» Exercise objective
Filter the entries for the word "SwarmCoordinator". Copy each line that has it.

-=-=-=-=-

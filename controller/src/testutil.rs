use skyguard_sim::{CommandLog, SimFaults, SimLink, SimParams, SimVehicle};
use skyguard_structs::{GeoPoint, LatLon};

use crate::config::{AgentEndpoint, SwarmConfig, Timing};
use crate::coordinator::SwarmCoordinator;

pub fn home() -> GeoPoint {
    GeoPoint::new(26.308079, 50.146278, 0.0)
}

/// The KFUPM stadium area, bottom-left first, counter-clockwise.
pub fn stadium_corners() -> [LatLon; 4] {
    [
        LatLon { lat: 26.308079, lon: 50.146278 },
        LatLon { lat: 26.308642, lon: 50.147220 },
        LatLon { lat: 26.309173, lon: 50.146842 },
        LatLon { lat: 26.308620, lon: 50.145891 },
    ]
}

pub fn test_timing() -> Timing {
    Timing {
        connect_timeout_secs: 10.0,
        armable_timeout_secs: 10.0,
        takeoff_timeout_secs: 30.0,
        arrival_timeout_secs: 60.0,
        land_timeout_secs: 30.0,
        ..Default::default()
    }
}

pub fn test_config() -> SwarmConfig {
    SwarmConfig {
        home: home(),
        agents: (1..=4)
            .map(|id| AgentEndpoint {
                id,
                address: format!("sim://{}", id),
            })
            .collect(),
        flight_altitude_m: 10.0,
        hold_secs: 5.0,
        timing: test_timing(),
        ..Default::default()
    }
}

/// One simulated vehicle per configured agent, all starting at home, with
/// `faults[i]` injected into agent `i`.
pub fn sim_swarm(
    config: &SwarmConfig,
    faults: &[SimFaults],
) -> (SwarmCoordinator<SimLink>, Vec<CommandLog>) {
    assert_eq!(config.agents.len(), faults.len());
    let mut links: Vec<SimLink> = faults
        .iter()
        .map(|f| SimLink::new(SimVehicle::with_faults(config.home, SimParams::default(), *f)))
        .collect();
    let logs = links.iter().map(|l| l.command_log()).collect();
    links.reverse();
    let coordinator = SwarmCoordinator::new(&config.agents, config.timing, |_| {
        links.pop().expect("one link per agent")
    });
    (coordinator, logs)
}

-=-=-=-=-

» Written answer
use crate::coordinator::SwarmCoordinator;
) -> (SwarmCoordinator<SimLink>, Vec<CommandLog>) {
    let coordinator = SwarmCoordinator::new(&config.agents, config.timing, |_| {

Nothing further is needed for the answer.